You then pee the glucose down the loo. Or eat LC and fix your problem. If you have a lipodystrophy I'm not sure how effective LC eating would be, but it certainly works for standard type 2s.

Peter

6 comments:

Wifezilla said...

Great post!

You took a very complex issue and distilled it down quite nicely :D

Peter said...

Thanks wifezilla,

I still feel there is a lot more to it than this. What programs fat cells to give up growing, and why simple with loss, shrinking the fat cells, doesn't actually CURE T2 diabetes? It means that there probably really is gene switching happening, which is not easy or quick to reverse... Probably some of it may be prenatal or neonatal. But I hope the basic idea here could be useful to help someone avoid "breaking" their fat cells while they have the chance to control their blood insulin levels with a LC diet.

Peter

trinkwasser said...

They should study one side of my family. Really. We are plagued with metabolic syndrome and Type 2 but the symptoms are worse in skinny people. My overweight aunt had the blood pressure of a thirty year old in her eighties while I was the exact opposite.

Somehow we seem to turn the excess carbs into lipids, then fail to stash them in fat cells so they continue to rattle around in the blood. Not eating the carbs seems to work pretty well at forestalling the process. I wish they'd told me that 50 years ago.

Peter said...

They knew 50 years ago!

Kenneth said...

Hi Peter,

I am an admirer of Gary Taubes and his work, and he seems to be an admirer of you and yours.

He penned a fairly recent (17 July, 2009) in Science Magazine entitled "Prosperity's Plague". The subject of the article is essentially the same as that of your post, focusing on insulin resistance and the associated lipid metabolism (i.e. tissue lipotoxicity and inflammation). He interviewed and quoted many, and probably most, of the major figures in the associated research.

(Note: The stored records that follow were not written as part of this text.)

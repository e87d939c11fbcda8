use std::{net::SocketAddr, sync::Arc};

use anyhow::Context;
use tokio::signal;
use tracing::{error, info};

use demand_forecast_api as api;

#[tokio::main]
async fn main() -> anyhow::Result<()> {
    let cfg = api::config::load_config().context("failed to load configuration")?;
    api::config::init_tracing(cfg.log_level(), cfg.log_json);

    // Both backing services must be reachable before we accept traffic
    let db_pool = api::db::establish_connection_from_app_config(&cfg)
        .await
        .context("failed to connect to the historical data store")?;
    let db_arc = Arc::new(db_pool);

    let cache = api::cache::CacheFactory::create_cache(&cfg.cache, &cfg.redis_url)
        .await
        .map_err(|e| {
            error!("Failed to initialize cache: {}", e);
            e
        })
        .context("failed to connect to the cache")?;

    let app_state = api::AppState::new(db_arc.clone(), cfg.clone(), cache);
    let app = api::build_router(app_state);

    let addr: SocketAddr = format!("{}:{}", cfg.host, cfg.port)
        .parse()
        .with_context(|| format!("invalid listen address {}:{}", cfg.host, cfg.port))?;
    let listener = tokio::net::TcpListener::bind(addr)
        .await
        .with_context(|| format!("failed to bind {}", addr))?;

    info!("demand-forecast-api listening on http://{}", addr);
    info!("  GET http://{}/forecast?table=sales_data", addr);
    info!("  GET http://{}/EOQ?table=sales_data", addr);
    info!("  GET http://{}/cost?table=sales_data", addr);
    info!("  GET http://{}/metrics", addr);

    axum::serve(listener, app.into_make_service())
        .with_graceful_shutdown(shutdown_signal())
        .await
        .context("HTTP server error")?;

    info!("Shutting down server...");
    if let Ok(pool) = Arc::try_unwrap(db_arc) {
        api::db::close_pool(pool).await?;
    }
    info!("Server exiting");

    Ok(())
}

async fn shutdown_signal() {
    let ctrl_c = async {
        if let Err(e) = signal::ctrl_c().await {
            error!("failed to install Ctrl+C handler: {}", e);
            std::future::pending::<()>().await;
        }
    };

    #[cfg(unix)]
    let terminate = async {
        use tokio::signal::unix::{signal, SignalKind};

        match signal(SignalKind::terminate()) {
            Ok(mut sigterm) => {
                sigterm.recv().await;
            }
            Err(e) => {
                error!("failed to install signal handler: {}", e);
                std::future::pending::<()>().await;
            }
        }
    };

    #[cfg(not(unix))]
    let terminate = std::future::pending::<()>();

    tokio::select! {
        _ = ctrl_c => {},
        _ = terminate => {},
    }
}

If you (and other readers) haven't already read this article you may be quite interested. I have an electronic copy from the library, but I can't (legally) supply the text unfortunately.

I recently found that I was borderline pre-diabetic, with isolated fasting hyperglycemia, and I have adhered to a pretty strict low-carb diet for the last 16 months or so. My interest in the low-carb diet preceded my awareness of the hyperglycemia by a year or so.

Holger Behrens said...

Hi Peter, 

I was lucky. Yours was one of the first material websites I found in my feverish research for my freshly diagnosed diabetes T2. ( FBG of 7.2, high triglycerides, high cholesterol ... Metabolic syndrome.)

Spending hours of researching, analyzing, hypothesizing, etc. I also concluded the same as your post. I also believe that high BG manifests when the body does not want to/ cannot store this energy as fat in adipose tissue. This could be due to many different reasons for people due to genetic and other variations. 

As we all know; that is not the conclusive answer. This is a complex syndrome... My quest continues...:).